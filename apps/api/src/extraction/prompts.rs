// Resume extraction prompt templates for the `llm` backend.

pub const RESUME_EXTRACT_SYSTEM: &str = "\
You are a precise resume data extractor. \
Turn cleaned resume text into one structured JSON object. \
Use empty strings and empty arrays for anything the text does not state. \
Keep dates exactly as written in the resume.";

pub const RESUME_EXTRACT_PROMPT: &str = r#"Extract the resume below into a single JSON object.

FILE NAME: {file_name}
EMAIL FOUND BY PATTERN MATCHING: {extracted_email}
PHONE FOUND BY PATTERN MATCHING: {extracted_phone}

RESUME TEXT:
{content}

OUTPUT SCHEMA (return exactly this structure, camelCase keys):
{
  "fullName": "string",
  "email": "string",
  "phone": "string",
  "location": "string",
  "website": "string",
  "linkedin": "string",
  "summary": "string",
  "professionalObjective": "string",
  "experience": [{"company": "string", "position": "string", "startDate": "string", "endDate": "string", "description": "string"}],
  "education": [{"school": "string", "degree": "string", "field": "string", "startDate": "string", "endDate": "string"}],
  "skills": ["string"],
  "languages": ["string"],
  "certifications": [{"name": "string", "issuer": "string", "date": "string"}],
  "projects": [{"name": "string", "description": "string", "url": "string"}],
  "volunteer": [{"organization": "string", "role": "string", "description": "string"}],
  "references": [{"name": "string", "position": "string", "company": "string", "contact": "string"}],
  "publications": [{"title": "string", "publisher": "string", "date": "string", "url": "string"}],
  "awards": [{"name": "string", "issuer": "string", "date": "string", "description": "string"}],
  "additionalCourses": [{"name": "string", "institution": "string", "date": "string", "description": "string"}],
  "professionalAffiliations": [{"organization": "string", "role": "string", "startDate": "string", "endDate": "string"}],
  "portfolio": [{"title": "string", "description": "string", "url": "string"}],
  "personalInterests": "string",
  "availability": {"relocation": false, "remote": false, "startDate": "string", "notice": "string", "preferences": "string"}
}

If the email or phone found by pattern matching is "none", read them from the text yourself."#;

/// Fills the extraction template. Missing signals render as `none`.
pub fn render_extract_prompt(
    content: &str,
    file_name: &str,
    extracted_email: Option<&str>,
    extracted_phone: Option<&str>,
) -> String {
    RESUME_EXTRACT_PROMPT
        .replace("{file_name}", file_name)
        .replace("{extracted_email}", extracted_email.unwrap_or("none"))
        .replace("{extracted_phone}", extracted_phone.unwrap_or("none"))
        // Content last so braces inside the resume are never treated as placeholders.
        .replace("{content}", content)
}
--
» What you have to do: Where a line contains the word "company", copy that line from the listing above.

» Response area:
  "experience": [{"company": "string", "position": "string", "startDate": "string", "endDate": "string", "description": "string"}],
  "references": [{"name": "string", "position": "string", "company": "string", "contact": "string"}],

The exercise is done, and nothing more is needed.